[GIVEN ENTRIES — start]

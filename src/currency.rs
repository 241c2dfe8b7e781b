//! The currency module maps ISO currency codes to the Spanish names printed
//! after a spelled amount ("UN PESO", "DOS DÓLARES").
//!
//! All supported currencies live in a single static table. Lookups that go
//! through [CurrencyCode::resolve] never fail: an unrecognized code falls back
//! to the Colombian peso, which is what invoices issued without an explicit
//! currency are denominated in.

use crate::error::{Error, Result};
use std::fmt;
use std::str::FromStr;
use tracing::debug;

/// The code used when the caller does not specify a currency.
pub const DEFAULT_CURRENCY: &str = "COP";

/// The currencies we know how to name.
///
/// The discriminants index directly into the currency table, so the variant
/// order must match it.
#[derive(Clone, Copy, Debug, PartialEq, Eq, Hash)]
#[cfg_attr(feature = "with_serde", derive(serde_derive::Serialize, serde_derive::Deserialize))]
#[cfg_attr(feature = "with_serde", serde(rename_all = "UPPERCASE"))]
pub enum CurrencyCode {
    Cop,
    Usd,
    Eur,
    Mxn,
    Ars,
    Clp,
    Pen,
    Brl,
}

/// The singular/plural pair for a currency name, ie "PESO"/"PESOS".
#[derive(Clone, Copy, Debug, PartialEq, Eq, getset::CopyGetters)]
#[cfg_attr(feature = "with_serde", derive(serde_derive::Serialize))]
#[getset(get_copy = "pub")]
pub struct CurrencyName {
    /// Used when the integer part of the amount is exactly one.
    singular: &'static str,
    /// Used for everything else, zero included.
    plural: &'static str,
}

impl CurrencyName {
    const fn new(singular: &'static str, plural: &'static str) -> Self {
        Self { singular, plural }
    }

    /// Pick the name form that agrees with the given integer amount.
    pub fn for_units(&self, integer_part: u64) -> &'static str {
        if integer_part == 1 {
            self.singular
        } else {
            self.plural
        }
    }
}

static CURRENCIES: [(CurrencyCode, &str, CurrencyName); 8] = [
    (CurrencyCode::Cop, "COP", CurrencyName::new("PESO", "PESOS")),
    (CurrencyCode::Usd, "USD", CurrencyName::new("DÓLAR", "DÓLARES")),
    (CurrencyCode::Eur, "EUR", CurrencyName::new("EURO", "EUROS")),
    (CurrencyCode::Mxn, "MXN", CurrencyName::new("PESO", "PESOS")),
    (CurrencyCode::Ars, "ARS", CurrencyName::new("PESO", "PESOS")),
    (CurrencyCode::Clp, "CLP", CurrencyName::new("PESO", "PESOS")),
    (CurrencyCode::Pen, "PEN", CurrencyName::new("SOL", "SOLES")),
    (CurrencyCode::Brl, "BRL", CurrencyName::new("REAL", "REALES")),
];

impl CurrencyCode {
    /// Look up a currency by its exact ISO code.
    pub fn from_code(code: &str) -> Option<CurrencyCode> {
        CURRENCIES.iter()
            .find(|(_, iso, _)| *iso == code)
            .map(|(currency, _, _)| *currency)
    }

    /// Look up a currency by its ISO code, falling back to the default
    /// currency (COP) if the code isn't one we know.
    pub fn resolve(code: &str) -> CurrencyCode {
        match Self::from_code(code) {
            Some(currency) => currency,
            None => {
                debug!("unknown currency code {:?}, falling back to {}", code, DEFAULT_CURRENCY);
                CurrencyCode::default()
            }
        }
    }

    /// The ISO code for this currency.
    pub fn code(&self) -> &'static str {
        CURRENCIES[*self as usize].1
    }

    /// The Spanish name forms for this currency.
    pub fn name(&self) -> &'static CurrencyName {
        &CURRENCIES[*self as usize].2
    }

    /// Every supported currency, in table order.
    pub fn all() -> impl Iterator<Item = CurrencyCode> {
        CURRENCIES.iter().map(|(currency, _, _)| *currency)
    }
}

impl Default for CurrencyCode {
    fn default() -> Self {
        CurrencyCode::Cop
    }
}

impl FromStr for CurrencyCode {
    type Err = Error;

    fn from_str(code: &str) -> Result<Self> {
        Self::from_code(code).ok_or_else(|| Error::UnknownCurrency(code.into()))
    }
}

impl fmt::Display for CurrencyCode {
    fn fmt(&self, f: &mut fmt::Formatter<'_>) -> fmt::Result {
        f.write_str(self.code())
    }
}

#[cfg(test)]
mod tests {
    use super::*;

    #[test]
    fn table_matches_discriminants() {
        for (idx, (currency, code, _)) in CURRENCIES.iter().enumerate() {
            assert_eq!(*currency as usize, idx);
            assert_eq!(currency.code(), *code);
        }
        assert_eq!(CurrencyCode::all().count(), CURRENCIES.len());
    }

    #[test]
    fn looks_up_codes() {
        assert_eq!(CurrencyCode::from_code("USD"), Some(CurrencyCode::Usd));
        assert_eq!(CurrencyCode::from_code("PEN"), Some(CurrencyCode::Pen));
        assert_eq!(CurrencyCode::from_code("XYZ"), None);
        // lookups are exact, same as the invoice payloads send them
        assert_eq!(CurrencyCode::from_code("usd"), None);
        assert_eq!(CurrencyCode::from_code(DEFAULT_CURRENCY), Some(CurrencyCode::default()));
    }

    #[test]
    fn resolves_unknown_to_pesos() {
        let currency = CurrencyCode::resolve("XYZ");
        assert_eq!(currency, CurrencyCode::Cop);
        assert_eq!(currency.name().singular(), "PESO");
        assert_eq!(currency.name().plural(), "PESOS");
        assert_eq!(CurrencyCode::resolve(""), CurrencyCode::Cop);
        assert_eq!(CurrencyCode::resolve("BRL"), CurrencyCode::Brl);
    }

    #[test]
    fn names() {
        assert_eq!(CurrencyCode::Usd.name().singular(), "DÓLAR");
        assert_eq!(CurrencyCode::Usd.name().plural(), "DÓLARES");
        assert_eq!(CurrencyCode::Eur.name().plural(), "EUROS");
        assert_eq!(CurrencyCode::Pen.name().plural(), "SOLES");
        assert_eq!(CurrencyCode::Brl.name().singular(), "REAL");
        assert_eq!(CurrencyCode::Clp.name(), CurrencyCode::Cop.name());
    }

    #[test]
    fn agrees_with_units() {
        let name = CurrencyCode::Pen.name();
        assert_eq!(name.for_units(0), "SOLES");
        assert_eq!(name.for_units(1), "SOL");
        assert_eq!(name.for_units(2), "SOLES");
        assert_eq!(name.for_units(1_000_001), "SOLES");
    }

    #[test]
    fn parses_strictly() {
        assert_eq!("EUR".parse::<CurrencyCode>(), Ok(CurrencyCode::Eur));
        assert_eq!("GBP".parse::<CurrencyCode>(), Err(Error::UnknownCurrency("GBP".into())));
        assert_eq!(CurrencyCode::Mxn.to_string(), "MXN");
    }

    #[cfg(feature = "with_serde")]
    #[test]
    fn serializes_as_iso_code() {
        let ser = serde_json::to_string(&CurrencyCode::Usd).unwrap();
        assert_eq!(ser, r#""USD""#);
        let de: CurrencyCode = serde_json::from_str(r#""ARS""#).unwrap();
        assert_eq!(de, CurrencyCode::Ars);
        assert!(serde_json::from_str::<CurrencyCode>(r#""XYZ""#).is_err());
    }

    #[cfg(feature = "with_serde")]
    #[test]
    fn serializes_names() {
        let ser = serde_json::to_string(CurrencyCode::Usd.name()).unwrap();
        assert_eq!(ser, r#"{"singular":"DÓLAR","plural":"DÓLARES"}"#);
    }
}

[GIVEN ENTRIES — finish]

### PROBLEM TO WORK ON
If a line above contains the word "UnknownCurrency", list it.

### EXERCISE ANSWER
        Self::from_code(code).ok_or_else(|| Error::UnknownCurrency(code.into()))
        assert_eq!("GBP".parse::<CurrencyCode>(), Err(Error::UnknownCurrency("GBP".into())));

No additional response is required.